Várias estratégias podem ser adotadas na prevenção do HIV, desde testagens regulares até uso de medicações para prevenir a infecção. Além disso, tratar outras ISTs e oferecer vacina para doenças imunopreveníveis, como hepatite A, B e HPV, também são de extrema importância, já que infecções por outros agentes de ISTs podem facilitar a transmissão do HIV.
Diagnosticar e tratar pessoas vivendo com HIV também é fundamental. Sabe-se, com bastante evidência científica, que o tratamento correto com antirretrovirais torna a pessoa indetectável. Ou seja, não há vírus em quantidade o suficiente para transmissão por via sexual, garantindo a segurança do eventual parceiro em uma relação sem uso de preservativos.
A Profilaxia Pré-Exposição, ou PrEP, veio como uma estratégia bastante revolucionária nesse sentido. A ideia consiste em que pessoas que têm uso inconsistente do preservativo tomem um comprimido ao dia contendo 2 tipos de medicação contra o HIV. Dessa forma, ela está protegida de uma infecção caso a exposição ocorra.
Por fim, e não menos importante, temos a PEP, a última chance de prevenir-se do HIV em caso de exposição. Trata-se do uso de antirretrovirais por 28 dias, com início em até 72h da relação de risco.
Todas essas estratégias, quando bem gerenciadas, são de grande sucesso. A implementação do conceito de prevenção combinada já vem dando resultados bastante animadores em termos de redução de novos casos de HIV, tanto no Brasil, como no mundo. E isso precisa ser falado além da camisinha.
Aproveitei o tema para conversar um pouco com um ator pornô e entender essa realidade. O paulistano, conhecido como Blessedboy, é gay e utiliza mais plataformas amadoras para divulgar seu trabalho.
Quando questionado sobre o uso de preservativos, ele diz que “as pessoas não querem pagar para ver sexo pornô com camisinha”. Dessa forma, ele acredita que alguns atores e atrizes possam ter resistência ao uso do preservativo. E isso precisa ser levado em conta ao pensarmos sobre prevenção.
O ator conta que na indústria amadora não há contratos ou formas de exigência de testes de HIV periódicos. Por outro lado, ele diz que considera bom o conhecimento de seus colegas da mesma profissão sobre prevenção de HIV e outras ISTs, pois a maioria faz uso de PrEP, e os que vivem com HIV usam a medicação de maneira regular, sendo indetectáveis. Ele próprio diz: “Eu faço PrEP e nas consultas faço pesquisa de clamídia, sífilis, gonorreia, HPV, entre outros”.
É importante notar e entender que a cultura de PrEP e de prevenção combinada como um todo é muito mais difundida no mundo gay, dado o estigma e medo associado historicamente entre gays e HIV.
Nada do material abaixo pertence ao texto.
//! Request spans
//!
//! Every request handled by the item routes runs inside a span whose
//! `resource` field is `"{METHOD} {path}"`. Handlers never open spans
//! themselves.

use axum::http::Request;
use tower_http::classify::{ServerErrorsAsFailures, SharedClassifier};
use tower_http::trace::{DefaultOnRequest, DefaultOnResponse, MakeSpan, TraceLayer};
use tracing::{Level, Span};

/// Span factory for inbound requests
#[derive(Debug, Clone, Copy, Default)]
pub struct RequestSpan;

impl<B> MakeSpan<B> for RequestSpan {
    fn make_span(&mut self, request: &Request<B>) -> Span {
        tracing::info_span!(
            "http_request",
            resource = %resource_name(request),
            method = %request.method(),
            path = %request.uri().path()
        )
    }
}

/// `"GET /items/1"`
pub fn resource_name<B>(request: &Request<B>) -> String {
    format!("{} {}", request.method(), request.uri().path())
}

/// Tracing middleware wrapping each request.
///
/// 5xx responses are recorded as failures at error level.
pub fn request_trace_layer(
) -> TraceLayer<SharedClassifier<ServerErrorsAsFailures>, RequestSpan, DefaultOnRequest, DefaultOnResponse>
{
    TraceLayer::new_for_http()
        .make_span_with(RequestSpan)
        .on_request(DefaultOnRequest::new().level(Level::DEBUG))
        .on_response(DefaultOnResponse::new().level(Level::INFO))
}

#[cfg(test)]
mod tests {
    use super::*;

    #[test]
    fn test_resource_name_excludes_query() {
        let request = Request::builder()
            .method("PUT")
            .uri("/items/7?verbose=1")
            .body(())
            .unwrap();

        assert_eq!(resource_name(&request), "PUT /items/7");
    }
}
É gritante e importante notar a vulnerabilidade das atrizes pornô. Submetidas ao machismo, bem como humilhações sistemáticas, são invisibilizadas e podem muitas vezes servir apenas como objeto de desejo. Dessa maneira, políticas de prevenção de HIV e outras ISTs frequentemente não chegam até elas.
Precisamos, muito mais do que fazer alarde com vídeos pornô sem uso do preservativo (e isso não é uma apologia ao não uso dessa estratégia), explicar todas as modalidades de prevenção disponíveis atualmente. Precisamos empoderar as pessoas sobre seus corpos e com as melhores estratégias para cultivar sua saúde. Mais do que isso, identificar as pessoas sob maior vulnerabilidade de contrair HIV, orientá-las e inseri-las no sistema de saúde. E a indústria do pornô deve, urgentemente, assumir esse papel de co-responsabilidade sobre esses corpos.